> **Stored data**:
- Opening Delimiter -
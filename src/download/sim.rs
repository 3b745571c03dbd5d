// Copyright (c) 2024-2025 Jesse Morgan / Morgan Forge
// SPDX-License-Identifier: AGPL-3.0-or-later

//! In-process download engine that fakes transfers.
//!
//! Used by the demo binary and by tests. Transfers only make progress when
//! [`SimulatedEngine::step`] is called, so tests stay deterministic.

use std::cell::{Cell, RefCell};
use std::path::PathBuf;
use std::rc::Rc;
use std::time::Duration;

use rand::Rng;

use super::engine::DownloadEngine;
use super::types::{Download, DownloadHandle, DownloadId, DownloadStatus};
use crate::error::DownloadError;

/// How fast simulated transfers progress.
#[derive(Debug, Clone, Copy)]
pub enum Throughput {
    /// Same rate for every download
    Fixed(u64),
    /// Rate picked per download from the inclusive range
    Random { min: u64, max: u64 },
}

/// A fake transfer.
#[derive(Debug)]
pub struct SimDownload {
    id: DownloadId,
    uri: String,
    destination: RefCell<Option<PathBuf>>,
    status: Cell<DownloadStatus>,
    current: Cell<u64>,
    total: Option<u64>,
    bytes_per_sec: u64,
}

impl SimDownload {
    fn new(id: DownloadId, uri: &str, total: Option<u64>, bytes_per_sec: u64) -> Self {
        Self {
            id,
            uri: uri.to_string(),
            destination: RefCell::new(None),
            status: Cell::new(DownloadStatus::Created),
            current: Cell::new(0),
            total,
            bytes_per_sec,
        }
    }

    /// Force a status, as the engine would on network events.
    pub fn set_status(&self, status: DownloadStatus) {
        self.status.set(status);
    }

    pub fn set_current_size(&self, bytes: u64) {
        self.current.set(bytes);
    }

    /// Mark the transfer complete with all bytes received.
    pub fn finish(&self) {
        if let Some(total) = self.total {
            self.current.set(total);
        }
        self.status.set(DownloadStatus::Finished);
    }

    fn step(&self, dt: Duration) {
        if self.status.get() != DownloadStatus::Started {
            return;
        }
        let delta = (self.bytes_per_sec as f64 * dt.as_secs_f64()) as u64;
        let next = self.current.get().saturating_add(delta);
        match self.total {
            Some(total) if next >= total => self.finish(),
            _ => self.current.set(next),
        }
    }
}

impl Download for SimDownload {
    fn id(&self) -> DownloadId {
        self.id
    }

    fn uri(&self) -> &str {
        &self.uri
    }

    fn destination(&self) -> Option<PathBuf> {
        self.destination.borrow().clone()
    }

    fn set_destination(&self, path: PathBuf) {
        *self.destination.borrow_mut() = Some(path);
    }

    fn start(&self) -> Result<(), DownloadError> {
        if self.status.get() != DownloadStatus::Created {
            return Err(DownloadError::Engine(format!(
                "cannot start download in state {}",
                self.status.get()
            )));
        }
        if self.destination.borrow().is_none() {
            return Err(DownloadError::Engine("no destination set".to_string()));
        }
        self.status.set(DownloadStatus::Started);
        Ok(())
    }

    fn cancel(&self) -> Result<(), DownloadError> {
        if !self.status.get().is_running() {
            return Err(DownloadError::NotRunning);
        }
        self.status.set(DownloadStatus::Cancelled);
        Ok(())
    }

    fn status(&self) -> DownloadStatus {
        self.status.get()
    }

    fn current_size(&self) -> u64 {
        self.current.get()
    }

    fn total_size(&self) -> Option<u64> {
        self.total
    }

    fn progress(&self) -> f64 {
        match self.total {
            Some(total) if total > 0 => (self.current.get() as f64 / total as f64).min(1.0),
            _ if self.status.get() == DownloadStatus::Finished => 1.0,
            _ => 0.0,
        }
    }

    fn suggested_filename(&self) -> String {
        suggested_name(&self.uri)
    }

    fn mime_type(&self) -> Option<String> {
        guess_mime(&self.suggested_filename()).map(str::to_string)
    }
}

#[derive(Debug)]
struct EngineState {
    next_id: u64,
    downloads: Vec<Rc<SimDownload>>,
    discarded: Vec<DownloadId>,
    total_size: Option<u64>,
    throughput: Throughput,
}

/// Engine handle. Clones share the same set of downloads.
#[derive(Debug, Clone)]
pub struct SimulatedEngine {
    state: Rc<RefCell<EngineState>>,
}

impl SimulatedEngine {
    /// Engine whose downloads have `total_size` bytes and a fixed rate.
    pub fn new(total_size: Option<u64>, bytes_per_sec: u64) -> Self {
        Self::with_throughput(total_size, Throughput::Fixed(bytes_per_sec))
    }

    pub fn with_throughput(total_size: Option<u64>, throughput: Throughput) -> Self {
        Self {
            state: Rc::new(RefCell::new(EngineState {
                next_id: 1,
                downloads: Vec::new(),
                discarded: Vec::new(),
                total_size,
                throughput,
            })),
        }
    }

    /// Advance every started transfer by `dt`.
    pub fn step(&self, dt: Duration) {
        for download in &self.state.borrow().downloads {
            download.step(dt);
        }
    }

    pub fn get(&self, id: DownloadId) -> Option<Rc<SimDownload>> {
        self.state
            .borrow()
            .downloads
            .iter()
            .find(|d| d.id == id)
            .cloned()
    }

    /// Number of downloads the engine currently owns.
    pub fn len(&self) -> usize {
        self.state.borrow().downloads.len()
    }

    pub fn is_empty(&self) -> bool {
        self.len() == 0
    }

    /// Downloads dropped through [`DownloadEngine::discard`].
    pub fn discarded(&self) -> Vec<DownloadId> {
        self.state.borrow().discarded.clone()
    }
}

impl DownloadEngine for SimulatedEngine {
    fn create(&mut self, uri: &str) -> Result<DownloadHandle, DownloadError> {
        if uri.trim().is_empty() {
            return Err(DownloadError::Engine("empty URI".to_string()));
        }
        let mut state = self.state.borrow_mut();
        let id = DownloadId(state.next_id);
        state.next_id += 1;

        let rate = match state.throughput {
            Throughput::Fixed(rate) => rate,
            Throughput::Random { min, max } => rand::thread_rng().gen_range(min..=max.max(min)),
        };
        let download = Rc::new(SimDownload::new(id, uri, state.total_size, rate));
        state.downloads.push(download.clone());
        Ok(DownloadHandle::new(download))
    }

    fn discard(&mut self, download: &DownloadHandle) {
        let mut state = self.state.borrow_mut();
        let id = download.id();
        if let Some(pos) = state.downloads.iter().position(|d| d.id == id) {
            let removed = state.downloads.remove(pos);
            removed.set_status(DownloadStatus::Cancelled);
        }
        state.discarded.push(id);
    }
}

/// Last path segment of a URI without query or fragment.
pub fn suggested_name(uri: &str) -> String {
    let without_query = uri.split(['?', '#']).next().unwrap_or(uri);
    let path = without_query
        .split_once("://")
        .map(|(_, rest)| rest)
        .unwrap_or(without_query);
    match path.split_once('/') {
        Some((_, tail)) => tail.rsplit('/').next().unwrap_or("").to_string(),
        None => String::new(),
    }
}

fn guess_mime(name: &str) -> Option<&'static str> {
    let ext = name.rsplit_once('.')?.1.to_ascii_lowercase();
    let mime = match ext.as_str() {
        "pdf" => "application/pdf",
        "zip" => "application/zip",
        "gz" | "tgz" => "application/gzip",
        "txt" => "text/plain",
        "html" | "htm" => "text/html",
        "png" => "image/png",
        "jpg" | "jpeg" => "image/jpeg",
        "mp3" => "audio/mpeg",
        "mp4" => "video/mp4",
        _ => "application/octet-stream",
    };
    Some(mime)
}
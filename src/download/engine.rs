// Copyright (c) 2024-2025 Jesse Morgan / Morgan Forge
// SPDX-License-Identifier: AGPL-3.0-or-later

//! Collaborators consumed by the download core.
//!
//! The engine performs the actual transfers; the hooks decide where files go
//! and how finished files are opened. None of them is implemented here apart
//! from the simple config-driven variants at the bottom of this file.

use std::io;
use std::path::{Path, PathBuf};
use std::process::{Command, ExitStatus, Stdio};
use std::thread::JoinHandle;

use super::types::DownloadHandle;
use crate::error::DownloadError;
use crate::window::WindowContext;

/// Creates downloads and owns them.
pub trait DownloadEngine {
    /// Create a download for `uri` in the `Created` state.
    fn create(&mut self, uri: &str) -> Result<DownloadHandle, DownloadError>;

    /// Drop a download that was created but never started.
    fn discard(&mut self, download: &DownloadHandle);
}

/// Supplies a destination before the user is asked.
pub trait LocationHook {
    /// Return a destination path, or `None` to fall back to the save dialog.
    /// An empty string is a contract violation.
    fn resolve(&mut self, uri: &str, suggested_filename: &str) -> Option<String>;
}

/// Asks the user where to save a file.
pub trait SaveDialog {
    fn choose(
        &mut self,
        title: &str,
        window: &mut dyn WindowContext,
        default_dir: &Path,
        suggested_name: &str,
    ) -> Option<PathBuf>;
}

/// Opens a finished file. Returns true on success.
pub trait FileOpener {
    fn open(&mut self, path: &Path, mime_type: Option<&str>, window: &mut dyn WindowContext) -> bool;
}

/// Location hook that saves straight into a directory when enabled.
#[derive(Debug, Clone)]
pub struct DirectoryLocation {
    pub dir: PathBuf,
    pub enabled: bool,
}

impl LocationHook for DirectoryLocation {
    fn resolve(&mut self, _uri: &str, suggested_filename: &str) -> Option<String> {
        if !self.enabled || suggested_filename.is_empty() {
            return None;
        }
        Some(self.dir.join(suggested_filename).to_string_lossy().into_owned())
    }
}

/// Save dialog that accepts the default directory and name without asking.
#[derive(Debug, Clone, Default)]
pub struct DefaultPathDialog;

impl SaveDialog for DefaultPathDialog {
    fn choose(
        &mut self,
        title: &str,
        window: &mut dyn WindowContext,
        default_dir: &Path,
        suggested_name: &str,
    ) -> Option<PathBuf> {
        if suggested_name.is_empty() {
            return None;
        }
        let path = default_dir.join(suggested_name);
        window.notify(&format!("{}: {}", title, path.display()));
        Some(path)
    }
}

/// Opens files with an external command such as `xdg-open`.
#[derive(Debug, Clone)]
pub struct CommandOpener {
    pub command: String,
}

impl CommandOpener {
    /// Launch the command on `path` and reap it on a background thread.
    fn launch(&self, path: &Path) -> io::Result<JoinHandle<io::Result<ExitStatus>>> {
        let mut child = Command::new(&self.command)
            .arg(path)
            .stdin(Stdio::null())
            .stdout(Stdio::null())
            .stderr(Stdio::null())
            .spawn()?;
        let command = self.command.clone();
        std::thread::Builder::new()
            .name("dlman-opener".to_string())
            .spawn(move || {
                let status = child.wait();
                match &status {
                    Ok(status) if !status.success() => {
                        tracing::warn!(%command, %status, "opener exited with failure");
                    }
                    Err(e) => tracing::warn!(%command, "failed to wait for opener: {}", e),
                    Ok(_) => {}
                }
                status
            })
    }
}

impl FileOpener for CommandOpener {
    fn open(&mut self, path: &Path, mime_type: Option<&str>, _window: &mut dyn WindowContext) -> bool {
        tracing::debug!(command = %self.command, path = %path.display(), mime = ?mime_type, "opening file");
        match self.launch(path) {
            Ok(_) => true,
            Err(e) => {
                tracing::warn!(command = %self.command, "failed to spawn opener: {}", e);
                false
            }
        }
    }
}

#[cfg(test)]
mod tests {
    use super::*;

    #[test]
    fn test_directory_location_disabled() {
        let mut hook = DirectoryLocation {
            dir: PathBuf::from("/tmp"),
            enabled: false,
        };
        assert_eq!(hook.resolve("http://x/f", "f"), None);
    }

    #[test]
    fn test_directory_location_joins_name() {
        let mut hook = DirectoryLocation {
            dir: PathBuf::from("/tmp/dl"),
            enabled: true,
        };
        assert_eq!(
            hook.resolve("http://x/file.zip", "file.zip"),
            Some("/tmp/dl/file.zip".to_string())
        );
        assert_eq!(hook.resolve("http://x/", ""), None);
    }

    #[cfg(unix)]
    #[test]
    fn test_command_opener_reaps_child() {
        let opener = CommandOpener {
            command: "true".to_string(),
        };
        let reaper = opener.launch(Path::new("/tmp/f")).unwrap();
        let status = reaper.join().unwrap().unwrap();
        assert!(status.success());
    }

    #[test]
    fn test_command_opener_reports_missing_command() {
        let mut opener = CommandOpener {
            command: "dlman-no-such-opener".to_string(),
        };
        let mut window = crate::window::testing::RecordingWindow::default();
        assert!(!opener.open(Path::new("/tmp/f"), None, &mut window));
    }
}
// Copyright (c) 2024-2025 Jesse Morgan / Morgan Forge
// SPDX-License-Identifier: AGPL-3.0-or-later

//! Status Indicator Module
//!
//! Keeps the downloads label in every window's status bar current. Once per
//! tick it counts the running downloads and pushes `"<n>↓"` (or nothing when
//! no download is running) to all live windows.
//!
//! ## Example
//!
//! ```
//! use dlman::status_indicator::{StatusConfig, StatusIndicator};
//!
//! let indicator = StatusIndicator::new(StatusConfig::default());
//! assert_eq!(indicator.format_label(0), "");
//! assert_eq!(indicator.format_label(3), "3↓");
//! ```

use serde::{Deserialize, Serialize};

use crate::download::DownloadHandle;
use crate::timer::IntervalTimer;
use crate::window::WindowSet;

/// Marker appended to the running count.
pub const DOWNLOAD_GLYPH: &str = "↓";

/// Configuration for the status indicator.
#[derive(Debug, Clone, Serialize, Deserialize)]
pub struct StatusConfig {
    /// Whether to push the label at all.
    pub show_label: bool,
}

impl Default for StatusConfig {
    fn default() -> Self {
        Self { show_label: true }
    }
}

/// Aggregates the running count across the registry for display.
#[derive(Debug, Clone)]
pub struct StatusIndicator {
    /// Configuration for display.
    pub config: StatusConfig,
    timer: IntervalTimer,
    /// Label pushed on the last refresh.
    label: String,
}

impl StatusIndicator {
    /// Create a stopped status indicator with the given configuration.
    pub fn new(config: StatusConfig) -> Self {
        Self {
            config,
            timer: IntervalTimer::poller("status"),
            label: String::new(),
        }
    }

    pub fn timer_mut(&mut self) -> &mut IntervalTimer {
        &mut self.timer
    }

    pub fn is_running(&self) -> bool {
        self.timer.is_running()
    }

    /// The label pushed on the last refresh.
    pub fn label(&self) -> &str {
        &self.label
    }

    /// Number of downloads still running.
    pub fn running_count(tracked: &[DownloadHandle]) -> usize {
        tracked.iter().filter(|d| d.is_running()).count()
    }

    /// Format the label for a running count.
    pub fn format_label(&self, running: usize) -> String {
        if running == 0 {
            String::new()
        } else {
            format!("{}{}", running, DOWNLOAD_GLYPH)
        }
    }

    /// Recompute the label and push it to every window.
    pub fn refresh(&mut self, tracked: &[DownloadHandle], windows: &mut WindowSet) {
        let label = self.format_label(Self::running_count(tracked));
        self.push(label, windows);
    }

    /// Blank the label once when the indicator goes idle.
    pub fn clear(&mut self, windows: &mut WindowSet) {
        self.push(String::new(), windows);
    }

    fn push(&mut self, label: String, windows: &mut WindowSet) {
        self.label = label;
        if !self.config.show_label {
            return;
        }
        for (_, window) in windows.iter_mut() {
            window.set_status_label(&self.label);
        }
    }
}

impl Default for StatusIndicator {
    fn default() -> Self {
        Self::new(StatusConfig::default())
    }
}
- Closing Delimiter -
> **What to do**:
Up to and including the line that holds "use rand::Rng;", reproduce the records above exactly from their first line, and give nothing else.

> **Output below**:
filename src/download/sim.rs
repository 3b745571c03dbd5d
// Copyright (c) 2024-2025 Jesse Morgan / Morgan Forge
// SPDX-License-Identifier: AGPL-3.0-or-later

//! In-process download engine that fakes transfers.
//!
//! Used by the demo binary and by tests. Transfers only make progress when
//! [`SimulatedEngine::step`] is called, so tests stay deterministic.

use std::cell::{Cell, RefCell};
use std::path::PathBuf;
use std::rc::Rc;
use std::time::Duration;

use rand::Rng;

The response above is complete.